A fairy tale for adults: can a person change in marriage
Many people justify the decision to divorce by saying that after the marriage was registered, the partner did not change for the better. And they complain that it is for this reason that family life has not gone well. However, both men and women remain themselves after going to the registry office — only our attitude towards our spouses changes. Whether a partner can become different after several years of marriage, what determines the character and what prevents you from seeing the unpleasant habits of the other at the very beginning of the relationship — in the material of Izvestia.
How to work on yourself
It is unusual for most people to change radically for the better with age in terms of character and personality, because it requires very serious efforts, strong willpower and motivation, says psychiatrist and psychotherapist Alexei Vilkov. Most people don't have such resources. Most often, according to the psychiatrist, character traits, habits and lifestyle either remain the same as they were, or worsen. Therefore, the spouses, complaining that they went to the registry office with a completely different person, are partly right. Wormholes, which were not very pronounced in their youth, gradually attract attention.

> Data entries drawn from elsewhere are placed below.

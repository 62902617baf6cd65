//! Resolution pipeline: reads data files, validates them, builds station data.
//!
//! Provides format detection (RON/JSON/TOML), file discovery, and
//! deserialization helpers, plus [`load_station_data`], which resolves a
//! data directory into generator specs, gift rules and placement settings.

use std::collections::BTreeMap;
use std::path::{Path, PathBuf};

use riftworks_core::fixed::{DEFAULT_TICKS_PER_SECOND, f64_to_fixed64, seconds_to_ticks};
use riftworks_spatial::PlacementSettings;
use riftworks_station::{GeneratorSpec, GiftRule};
use serde::de::DeserializeOwned;

use crate::schema::{GeneratorData, GiftRuleData, PlacementData};

// ===========================================================================
// Errors
// ===========================================================================

/// Errors that can occur during data loading.
#[derive(Debug, thiserror::Error)]
pub enum DataLoadError {
    /// A required data file was not found in the given directory.
    #[error("required file '{file}' not found in {dir}")]
    MissingRequired { file: String, dir: PathBuf },

    /// The file has an extension we don't support.
    #[error("unsupported format for file: {file}")]
    UnsupportedFormat { file: PathBuf },

    /// Two files with the same base name but different formats exist.
    #[error("conflicting formats: {a} and {b}")]
    ConflictingFormats { a: PathBuf, b: PathBuf },

    /// A deserialization error occurred.
    #[error("parse error in {file}: {detail}")]
    Parse { file: PathBuf, detail: String },

    /// A duplicate name was found.
    #[error("duplicate name '{name}' in {file}")]
    DuplicateName { file: PathBuf, name: String },

    /// An entry parsed but holds a value the runtime cannot use.
    #[error("invalid '{name}' in {file}: {detail}")]
    Invalid {
        file: PathBuf,
        name: String,
        detail: String,
    },

    /// An I/O error occurred.
    #[error(transparent)]
    Io(#[from] std::io::Error),
}

// ===========================================================================
// Format detection
// ===========================================================================

/// Supported data file formats.
#[derive(Debug, Clone, Copy, PartialEq, Eq)]
pub enum Format {
    Ron,
    Toml,
    Json,
}

/// Detect the format of a file based on its extension.
pub fn detect_format(path: &Path) -> Result<Format, DataLoadError> {
    match path.extension().and_then(|e| e.to_str()) {
        Some("ron") => Ok(Format::Ron),
        Some("toml") => Ok(Format::Toml),
        Some("json") => Ok(Format::Json),
        _ => Err(DataLoadError::UnsupportedFormat {
            file: path.to_path_buf(),
        }),
    }
}

// ===========================================================================
// File discovery
// ===========================================================================

/// Scan a directory for a data file with the given base name.
///
/// Looks for `{base_name}.ron`, `{base_name}.toml`, and `{base_name}.json`.
/// Returns `Ok(None)` if no file is found, or `Err(ConflictingFormats)` if
/// more than one format exists for the same base name.
pub fn find_data_file(dir: &Path, base_name: &str) -> Result<Option<PathBuf>, DataLoadError> {
    let mut found: Option<PathBuf> = None;

    for ext in ["ron", "toml", "json"] {
        let candidate = dir.join(format!("{base_name}.{ext}"));
        if candidate.exists() {
            if let Some(existing) = found {
                return Err(DataLoadError::ConflictingFormats {
                    a: existing,
                    b: candidate,
                });
            }
            found = Some(candidate);
        }
    }

    Ok(found)
}

/// Like [`find_data_file`], but returns an error if no file is found.
pub fn require_data_file(dir: &Path, base_name: &str) -> Result<PathBuf, DataLoadError> {
    find_data_file(dir, base_name)?.ok_or_else(|| DataLoadError::MissingRequired {
        file: base_name.to_string(),
        dir: dir.to_path_buf(),
    })
}

// ===========================================================================
// Deserialization
// ===========================================================================

fn parse_error(path: &Path, e: impl std::fmt::Display) -> DataLoadError {
    DataLoadError::Parse {
        file: path.to_path_buf(),
        detail: e.to_string(),
    }
}

/// Read a file and deserialize it according to its format.
pub fn deserialize_file<T: DeserializeOwned>(path: &Path) -> Result<T, DataLoadError> {
    let format = detect_format(path)?;
    let content = std::fs::read_to_string(path)?;

    match format {
        Format::Ron => ron::from_str(&content).map_err(|e| parse_error(path, e)),
        Format::Json => serde_json::from_str(&content).map_err(|e| parse_error(path, e)),
        Format::Toml => toml::from_str(&content).map_err(|e| parse_error(path, e)),
    }
}

/// Deserialize a list from a file. For TOML files, extracts the array at
/// `toml_key` from the top-level table. For RON and JSON, deserializes
/// directly as `Vec<T>`.
pub fn deserialize_list<T: DeserializeOwned>(path: &Path, toml_key: &str) -> Result<Vec<T>, DataLoadError> {
    if detect_format(path)? != Format::Toml {
        return deserialize_file(path);
    }

    let content = std::fs::read_to_string(path)?;
    let mut table: toml::Table = toml::from_str(&content).map_err(|e| parse_error(path, e))?;
    let array = table
        .remove(toml_key)
        .ok_or_else(|| parse_error(path, format!("missing key '{toml_key}' in TOML file")))?;
    array.try_into().map_err(|e: toml::de::Error| parse_error(path, e))
}

/// Check whether a name already exists in a map, returning a
/// `DuplicateName` error if so.
pub fn check_duplicate<V>(map: &BTreeMap<String, V>, name: &str, file: &Path) -> Result<(), DataLoadError> {
    if map.contains_key(name) {
        Err(DataLoadError::DuplicateName {
            file: file.to_path_buf(),
            name: name.to_string(),
        })
    } else {
        Ok(())
    }
}

fn invalid(file: &Path, name: &str, detail: impl Into<String>) -> DataLoadError {
    DataLoadError::Invalid {
        file: file.to_path_buf(),
        name: name.to_string(),
        detail: detail.into(),
    }
}

/// Convert a non-negative, finite duration in seconds to ticks.
fn duration_ticks(seconds: f64, tps: u32, file: &Path, name: &str, field: &str) -> Result<u64, DataLoadError> {
    if !seconds.is_finite() || seconds < 0.0 {
        return Err(invalid(file, name, format!("{field} must be a non-negative number of seconds, got {seconds}")));
    }
    Ok(seconds_to_ticks(seconds, tps))
}

// ===========================================================================
// Station data
// ===========================================================================

/// Everything loaded from a station data directory.
#[derive(Debug, Clone, PartialEq)]
pub struct StationData {
    /// Generator specs by name.
    pub generators: BTreeMap<String, GeneratorSpec>,
    /// Gift rules by name. Empty when no `gifts` file exists.
    pub gifts: BTreeMap<String, GiftRule>,
    /// Defaults when no `placement` file exists.
    pub placement: PlacementSettings,
}

/// Load station data at the default tick rate.
///
/// Reads `generators.*` (required), `gifts.*` and `placement.*` (optional).
pub fn load_station_data(dir: &Path) -> Result<StationData, DataLoadError> {
    load_station_data_at_rate(dir, DEFAULT_TICKS_PER_SECOND)
}

/// Load station data, converting durations at `ticks_per_second`.
pub fn load_station_data_at_rate(dir: &Path, ticks_per_second: u32) -> Result<StationData, DataLoadError> {
    let generators_path = require_data_file(dir, "generators")?;
    let generators = load_generators(&generators_path, ticks_per_second)?;

    let gifts = match find_data_file(dir, "gifts")? {
        Some(path) => load_gifts(&path, ticks_per_second)?,
        None => BTreeMap::new(),
    };

    let placement = match find_data_file(dir, "placement")? {
        Some(path) => load_placement(&path)?,
        None => PlacementSettings::default(),
    };

    tracing::info!(
        dir = %dir.display(),
        generators = generators.len(),
        gifts = gifts.len(),
        "station data loaded"
    );
    Ok(StationData {
        generators,
        gifts,
        placement,
    })
}

fn load_generators(path: &Path, tps: u32) -> Result<BTreeMap<String, GeneratorSpec>, DataLoadError> {
    let entries: Vec<GeneratorData> = deserialize_list(path, "generators")?;
    let mut generators = BTreeMap::new();

    for data in entries {
        check_duplicate(&generators, &data.name, path)?;
        if data.material_per_production == 0 {
            return Err(invalid(path, &data.name, "material_per_production must be non-zero"));
        }
        if data.required_material.is_empty() {
            return Err(invalid(path, &data.name, "required_material must not be empty"));
        }
        let generation_length = duration_ticks(data.generation_seconds, tps, path, &data.name, "generation_seconds")?;
        let cooldown_length = duration_ticks(data.cooldown_seconds, tps, path, &data.name, "cooldown_seconds")?;
        if cooldown_length < generation_length {
            tracing::warn!(
                generator = %data.name,
                "cooldown is shorter than generation; starts are refused until the run completes"
            );
        }

        let spec = GeneratorSpec {
            required_material: data.required_material,
            material_per_production: data.material_per_production,
            generation_length,
            cooldown_length,
            spawner_prototype: data.spawner_prototype,
            broadcast_channel: data.broadcast_channel,
            announcement: data.announcement,
            generating_sound: data.generating_sound,
            finished_sound: data.finished_sound,
        };
        generators.insert(data.name, spec);
    }

    Ok(generators)
}

fn load_gifts(path: &Path, tps: u32) -> Result<BTreeMap<String, GiftRule>, DataLoadError> {
    let entries: Vec<GiftRuleData> = deserialize_list(path, "gifts")?;
    let mut rules = BTreeMap::new();

    for data in entries {
        check_duplicate(&rules, &data.name, path)?;
        if let Some((product, _)) = data.gifts.iter().find(|&(_, &quantity)| quantity == 0) {
            return Err(invalid(path, &data.name, format!("gift '{product}' has zero quantity")));
        }
        let interval = duration_ticks(data.seconds_between_gifts, tps, path, &data.name, "seconds_between_gifts")?;

        let rule = GiftRule {
            description: data.description,
            sender: data.sender,
            care_of: data.care_of,
            gifts: data.gifts,
            order_space_to_leave: data.order_space_to_leave,
            interval,
        };
        rules.insert(data.name, rule);
    }

    Ok(rules)
}

fn load_placement(path: &Path) -> Result<PlacementSettings, DataLoadError> {
    let data: PlacementData = deserialize_file(path)?;
    let scale = data.grid_bounds_scale;
    if !scale.is_finite() || scale <= 0.0 {
        return Err(invalid(path, "grid_bounds_scale", format!("must be positive, got {scale}")));
    }
    let Some(bounds_scale) = f64_to_fixed64(scale) else {
        return Err(invalid(path, "grid_bounds_scale", format!("{scale} is out of range")));
    };
    if scale > 1.0 {
        tracing::warn!(scale, "grid_bounds_scale above 1 draws tiles outside the grid");
    }
    if data.max_attempts == 0 {
        tracing::warn!("max_attempts is 0; every placement falls back to the grid origin");
    }
    Ok(PlacementSettings {
        max_attempts: data.max_attempts,
        bounds_scale,
    })
}

// ===========================================================================
// Tests
// ===========================================================================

The psychiatrist notes that many family people over the years also restrain themselves less at home, so their negative traits become more noticeable. So it seems that the partner has changed for the worse, although in fact he is the same as he was. It's just that now he has no restraining factors: the desire and resources to work on himself, to curb some negative reactions.
— At the first stage of a relationship, people try to present themselves in a more favorable light, hide and even hide their shortcomings, show only positive sides, try to be better, pave the way for this, — says the psychiatrist. — But gradually in marriage this fuse and motivation decreases.
If the partners do not work on the relationship, do not care about their joint well-being, then the disadvantages appear more often and worsen the quality of the relationship, up to the threat of separation.
Alexey Vilkov advises spouses to work on themselves and on relationships — then crises can be overcome. It is important for spouses to demonstrate their positive qualities more often and notice the good in their partners.
— But again, it is very problematic to radically change. Only a few people are capable of this — people who have great willpower or people with a so-called abnormal character who can completely transform themselves. But in this case, it can also be a sign of mental instability," comments Alexey Vilkov.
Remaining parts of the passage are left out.